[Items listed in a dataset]

+ + + + + + +

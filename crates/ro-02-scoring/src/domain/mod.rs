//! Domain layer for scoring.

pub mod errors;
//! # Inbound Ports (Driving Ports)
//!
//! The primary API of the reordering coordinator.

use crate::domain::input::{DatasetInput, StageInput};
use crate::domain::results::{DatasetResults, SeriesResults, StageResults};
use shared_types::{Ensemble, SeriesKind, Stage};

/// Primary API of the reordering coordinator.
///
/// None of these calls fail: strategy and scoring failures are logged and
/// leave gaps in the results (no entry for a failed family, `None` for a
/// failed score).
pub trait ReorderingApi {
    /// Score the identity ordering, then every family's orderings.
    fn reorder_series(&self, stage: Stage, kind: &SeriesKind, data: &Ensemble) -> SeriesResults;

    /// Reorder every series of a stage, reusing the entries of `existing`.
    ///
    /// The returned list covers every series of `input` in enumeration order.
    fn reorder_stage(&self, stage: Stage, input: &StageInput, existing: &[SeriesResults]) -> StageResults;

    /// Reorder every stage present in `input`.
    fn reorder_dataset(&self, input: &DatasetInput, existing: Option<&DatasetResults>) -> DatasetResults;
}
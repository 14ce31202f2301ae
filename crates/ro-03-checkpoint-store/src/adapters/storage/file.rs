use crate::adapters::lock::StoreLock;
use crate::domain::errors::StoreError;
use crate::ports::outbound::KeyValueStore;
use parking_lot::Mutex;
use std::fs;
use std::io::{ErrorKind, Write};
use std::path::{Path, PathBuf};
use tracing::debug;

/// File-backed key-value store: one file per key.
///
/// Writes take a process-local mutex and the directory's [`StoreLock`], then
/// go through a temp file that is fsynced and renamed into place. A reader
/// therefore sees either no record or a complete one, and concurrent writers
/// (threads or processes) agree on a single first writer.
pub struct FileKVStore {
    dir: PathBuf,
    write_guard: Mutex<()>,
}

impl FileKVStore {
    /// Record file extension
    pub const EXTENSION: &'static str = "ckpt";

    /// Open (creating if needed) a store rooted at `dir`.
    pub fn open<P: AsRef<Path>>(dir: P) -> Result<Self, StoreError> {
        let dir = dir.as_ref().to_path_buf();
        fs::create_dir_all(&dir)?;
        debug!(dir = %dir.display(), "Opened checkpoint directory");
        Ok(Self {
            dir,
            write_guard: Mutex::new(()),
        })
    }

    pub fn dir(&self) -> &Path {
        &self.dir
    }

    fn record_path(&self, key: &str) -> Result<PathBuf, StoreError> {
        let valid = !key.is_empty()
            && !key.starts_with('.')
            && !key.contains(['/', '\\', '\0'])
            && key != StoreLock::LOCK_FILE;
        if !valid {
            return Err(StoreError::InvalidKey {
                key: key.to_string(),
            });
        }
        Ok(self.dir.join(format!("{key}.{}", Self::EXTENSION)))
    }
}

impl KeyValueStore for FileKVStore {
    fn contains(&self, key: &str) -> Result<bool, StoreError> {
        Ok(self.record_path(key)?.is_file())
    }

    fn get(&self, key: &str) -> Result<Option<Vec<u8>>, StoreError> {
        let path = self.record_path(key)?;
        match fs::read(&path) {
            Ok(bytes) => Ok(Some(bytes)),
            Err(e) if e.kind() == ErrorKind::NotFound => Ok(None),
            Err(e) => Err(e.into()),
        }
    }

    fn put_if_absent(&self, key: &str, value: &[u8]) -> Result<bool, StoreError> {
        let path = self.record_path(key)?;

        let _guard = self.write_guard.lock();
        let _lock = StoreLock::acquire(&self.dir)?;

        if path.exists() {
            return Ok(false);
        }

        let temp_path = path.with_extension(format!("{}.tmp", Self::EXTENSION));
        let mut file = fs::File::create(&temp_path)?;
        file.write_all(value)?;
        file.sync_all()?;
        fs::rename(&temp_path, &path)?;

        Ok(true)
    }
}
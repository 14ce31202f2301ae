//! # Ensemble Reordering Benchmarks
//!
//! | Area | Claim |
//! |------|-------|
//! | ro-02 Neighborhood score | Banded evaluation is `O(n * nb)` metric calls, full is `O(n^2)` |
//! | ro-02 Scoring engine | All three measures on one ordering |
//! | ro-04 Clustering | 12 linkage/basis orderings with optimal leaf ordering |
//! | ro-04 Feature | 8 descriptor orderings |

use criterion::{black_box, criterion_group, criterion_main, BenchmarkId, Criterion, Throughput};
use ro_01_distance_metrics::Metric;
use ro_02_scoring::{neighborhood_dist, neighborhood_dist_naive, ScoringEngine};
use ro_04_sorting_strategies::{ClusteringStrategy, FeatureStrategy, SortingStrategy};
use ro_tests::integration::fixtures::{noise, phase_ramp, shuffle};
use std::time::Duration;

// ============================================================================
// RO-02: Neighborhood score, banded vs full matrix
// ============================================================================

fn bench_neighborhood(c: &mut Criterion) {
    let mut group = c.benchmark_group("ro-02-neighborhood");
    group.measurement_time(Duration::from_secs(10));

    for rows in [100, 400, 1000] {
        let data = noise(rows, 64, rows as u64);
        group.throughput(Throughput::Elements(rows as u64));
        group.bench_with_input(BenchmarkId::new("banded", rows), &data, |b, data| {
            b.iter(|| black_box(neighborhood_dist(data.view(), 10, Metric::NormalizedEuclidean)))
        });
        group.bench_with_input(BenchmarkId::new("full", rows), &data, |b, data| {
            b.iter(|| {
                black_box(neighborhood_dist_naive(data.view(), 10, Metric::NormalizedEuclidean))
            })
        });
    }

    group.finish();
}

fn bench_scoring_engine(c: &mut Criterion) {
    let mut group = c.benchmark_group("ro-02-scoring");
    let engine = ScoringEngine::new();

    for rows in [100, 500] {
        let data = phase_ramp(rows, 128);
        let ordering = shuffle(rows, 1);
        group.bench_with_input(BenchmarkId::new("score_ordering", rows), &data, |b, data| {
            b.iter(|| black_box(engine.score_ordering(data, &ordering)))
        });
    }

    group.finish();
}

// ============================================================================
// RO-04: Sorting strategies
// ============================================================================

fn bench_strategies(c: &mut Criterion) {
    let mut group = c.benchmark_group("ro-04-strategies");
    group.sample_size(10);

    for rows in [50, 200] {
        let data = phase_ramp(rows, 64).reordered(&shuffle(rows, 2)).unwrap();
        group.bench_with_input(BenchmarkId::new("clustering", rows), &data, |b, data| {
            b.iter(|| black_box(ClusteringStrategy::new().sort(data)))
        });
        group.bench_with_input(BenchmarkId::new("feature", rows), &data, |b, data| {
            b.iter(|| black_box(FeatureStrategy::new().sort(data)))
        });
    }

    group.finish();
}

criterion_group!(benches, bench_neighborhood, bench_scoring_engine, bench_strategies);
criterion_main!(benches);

+ + + + + + +

• TASK DIRECTIONS: State how many lines in the records above contain the word "SeriesKind". Give nothing but the number.

• ANSWER TO THIS TASK: 2